### Exercise directions
For each line below with the word "NotificationCenter", write out a copy.

[Working data — start]

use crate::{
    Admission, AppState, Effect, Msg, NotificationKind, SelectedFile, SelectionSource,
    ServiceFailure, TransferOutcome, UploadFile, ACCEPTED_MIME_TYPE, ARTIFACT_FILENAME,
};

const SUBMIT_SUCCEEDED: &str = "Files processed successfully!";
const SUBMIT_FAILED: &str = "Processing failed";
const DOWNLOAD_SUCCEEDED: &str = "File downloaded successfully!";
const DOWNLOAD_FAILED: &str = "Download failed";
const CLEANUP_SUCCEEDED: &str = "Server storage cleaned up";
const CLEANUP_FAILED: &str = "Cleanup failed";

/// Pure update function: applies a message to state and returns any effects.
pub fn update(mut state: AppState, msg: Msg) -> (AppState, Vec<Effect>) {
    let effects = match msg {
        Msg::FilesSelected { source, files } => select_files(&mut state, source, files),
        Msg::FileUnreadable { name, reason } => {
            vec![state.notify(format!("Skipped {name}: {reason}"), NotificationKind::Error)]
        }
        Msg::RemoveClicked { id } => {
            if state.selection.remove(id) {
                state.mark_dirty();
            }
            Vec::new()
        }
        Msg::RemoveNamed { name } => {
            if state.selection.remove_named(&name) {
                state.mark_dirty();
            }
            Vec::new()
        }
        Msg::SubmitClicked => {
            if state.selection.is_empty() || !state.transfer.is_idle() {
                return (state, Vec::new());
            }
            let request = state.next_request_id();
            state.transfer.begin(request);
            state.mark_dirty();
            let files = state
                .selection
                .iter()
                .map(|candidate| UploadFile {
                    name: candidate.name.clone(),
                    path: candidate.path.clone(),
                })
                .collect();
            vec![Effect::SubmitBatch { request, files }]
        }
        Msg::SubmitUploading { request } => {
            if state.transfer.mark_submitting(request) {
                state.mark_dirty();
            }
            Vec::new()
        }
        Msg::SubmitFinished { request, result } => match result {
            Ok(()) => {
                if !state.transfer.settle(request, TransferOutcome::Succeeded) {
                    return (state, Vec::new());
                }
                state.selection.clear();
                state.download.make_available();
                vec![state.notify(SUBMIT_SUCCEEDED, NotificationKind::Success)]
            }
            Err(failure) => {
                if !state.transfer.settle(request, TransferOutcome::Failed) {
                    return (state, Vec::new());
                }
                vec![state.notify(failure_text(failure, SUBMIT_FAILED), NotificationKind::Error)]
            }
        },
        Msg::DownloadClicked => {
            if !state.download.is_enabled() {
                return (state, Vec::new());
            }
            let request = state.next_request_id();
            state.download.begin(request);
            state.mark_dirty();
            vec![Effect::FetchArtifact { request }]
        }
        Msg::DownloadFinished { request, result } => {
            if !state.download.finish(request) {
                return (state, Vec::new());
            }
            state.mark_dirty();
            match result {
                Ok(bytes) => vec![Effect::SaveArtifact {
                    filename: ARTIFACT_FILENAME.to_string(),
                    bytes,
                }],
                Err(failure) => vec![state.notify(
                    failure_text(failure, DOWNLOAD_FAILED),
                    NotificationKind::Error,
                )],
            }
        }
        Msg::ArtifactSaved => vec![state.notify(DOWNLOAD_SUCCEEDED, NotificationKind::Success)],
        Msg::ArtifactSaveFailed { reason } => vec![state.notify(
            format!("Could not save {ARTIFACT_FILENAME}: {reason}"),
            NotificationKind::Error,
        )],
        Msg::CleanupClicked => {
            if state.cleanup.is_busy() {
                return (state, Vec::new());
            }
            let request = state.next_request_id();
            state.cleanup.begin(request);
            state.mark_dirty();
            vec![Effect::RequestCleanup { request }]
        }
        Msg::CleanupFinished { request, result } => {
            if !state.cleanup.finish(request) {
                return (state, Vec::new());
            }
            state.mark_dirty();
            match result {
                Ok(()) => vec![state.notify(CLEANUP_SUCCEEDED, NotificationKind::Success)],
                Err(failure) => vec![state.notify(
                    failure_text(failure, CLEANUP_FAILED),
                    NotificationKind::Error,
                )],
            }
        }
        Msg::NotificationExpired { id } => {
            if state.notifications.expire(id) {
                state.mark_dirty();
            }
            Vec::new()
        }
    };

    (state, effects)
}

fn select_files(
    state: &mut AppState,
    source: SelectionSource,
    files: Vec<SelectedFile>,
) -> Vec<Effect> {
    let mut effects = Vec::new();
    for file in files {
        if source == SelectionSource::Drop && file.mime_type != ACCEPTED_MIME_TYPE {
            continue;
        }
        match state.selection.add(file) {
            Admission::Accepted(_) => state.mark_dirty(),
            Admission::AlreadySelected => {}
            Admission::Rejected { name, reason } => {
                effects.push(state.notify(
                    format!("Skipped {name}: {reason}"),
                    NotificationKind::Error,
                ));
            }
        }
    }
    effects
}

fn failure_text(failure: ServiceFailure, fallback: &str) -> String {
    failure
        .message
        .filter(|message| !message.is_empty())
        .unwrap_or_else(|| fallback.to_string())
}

[Working data — finish]
[Working data — start]

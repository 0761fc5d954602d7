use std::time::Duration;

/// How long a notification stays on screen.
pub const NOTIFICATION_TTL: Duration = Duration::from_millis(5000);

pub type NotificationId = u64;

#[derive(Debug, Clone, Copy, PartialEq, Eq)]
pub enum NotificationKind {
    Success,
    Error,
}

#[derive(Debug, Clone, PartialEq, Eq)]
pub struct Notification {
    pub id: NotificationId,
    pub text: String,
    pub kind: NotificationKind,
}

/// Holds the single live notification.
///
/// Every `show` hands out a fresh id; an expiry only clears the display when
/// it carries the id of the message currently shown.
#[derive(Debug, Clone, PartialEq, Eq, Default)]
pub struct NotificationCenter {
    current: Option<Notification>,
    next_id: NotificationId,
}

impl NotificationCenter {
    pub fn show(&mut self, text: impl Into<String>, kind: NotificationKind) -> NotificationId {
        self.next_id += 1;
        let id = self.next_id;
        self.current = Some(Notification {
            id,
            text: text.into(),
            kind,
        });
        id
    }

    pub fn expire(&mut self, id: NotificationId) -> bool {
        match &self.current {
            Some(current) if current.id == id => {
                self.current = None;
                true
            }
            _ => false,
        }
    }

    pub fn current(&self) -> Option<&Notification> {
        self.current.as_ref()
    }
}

[Working data — finish]

### Result for this task
pub struct NotificationCenter {
impl NotificationCenter {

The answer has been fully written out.